● **Exercise**
Copy every line of the listing that holds the string "entry".

★ ★ ★

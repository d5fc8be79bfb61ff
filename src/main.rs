//! authgate binary entry point

use authgate::{AppState, config};
use tracing_subscriber::{layer::SubscriberExt, util::SubscriberInitExt};

/// Application entry point
///
/// # Setup
/// 1. Load configuration from file and environment
/// 2. Initialize tracing/logging from `logging.*`
/// 3. Initialize AppState
/// 4. Build Axum router
/// 5. Start HTTP server
///
/// Configuration errors end the process before the listener is bound.
#[tokio::main]
async fn main() -> Result<(), Box<dyn std::error::Error>> {
    // 1. Load configuration
    let loaded = config::AppConfig::load();

    // 2. Initialize tracing/logging; defaults if the config is unusable
    init_tracing(loaded.as_ref().ok().map(|config| &config.logging));

    tracing::info!("Starting authgate...");

    let config = match loaded {
        Ok(config) => config,
        Err(error) => {
            tracing::error!(%error, "Invalid configuration, refusing to start");
            return Err(error.into());
        }
    };
    tracing::info!(
        public_url = %config.server.public_url,
        frontend = %config.frontend.redirect_url,
        secure_cookies = config.should_use_secure_cookies(),
        "Configuration loaded"
    );

    // 3. Initialize application state
    let state = AppState::new(config.clone())?;

    // 4. Build Axum router
    let app = authgate::build_router(state);

    // 5. Start HTTP server
    let addr = format!("{}:{}", config.server.host, config.server.port);
    let listener = tokio::net::TcpListener::bind(&addr).await?;

    tracing::info!("Server listening on {}", addr);
    tracing::info!(
        "Google callback URL: {}",
        config.server.callback_url("google")
    );

    axum::serve(listener, app).await?;

    Ok(())
}

/// Install the global subscriber
///
/// `RUST_LOG` wins over `logging.level` when set.
fn init_tracing(logging: Option<&config::LoggingConfig>) {
    let directive = logging.map_or_else(
        || "authgate=info,tower_http=debug".to_string(),
        config::LoggingConfig::filter_directive,
    );
    let env_filter = tracing_subscriber::EnvFilter::try_from_default_env()
        .unwrap_or_else(|_| directive.into());

    if logging.is_some_and(config::LoggingConfig::is_json) {
        tracing_subscriber::registry()
            .with(env_filter)
            .with(tracing_subscriber::fmt::layer().json())
            .init();
    } else {
        tracing_subscriber::registry()
            .with(env_filter)
            .with(tracing_subscriber::fmt::layer().pretty())
            .init();
    }
}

★ ★ ★

● **Written reply**
//! authgate binary entry point
/// Application entry point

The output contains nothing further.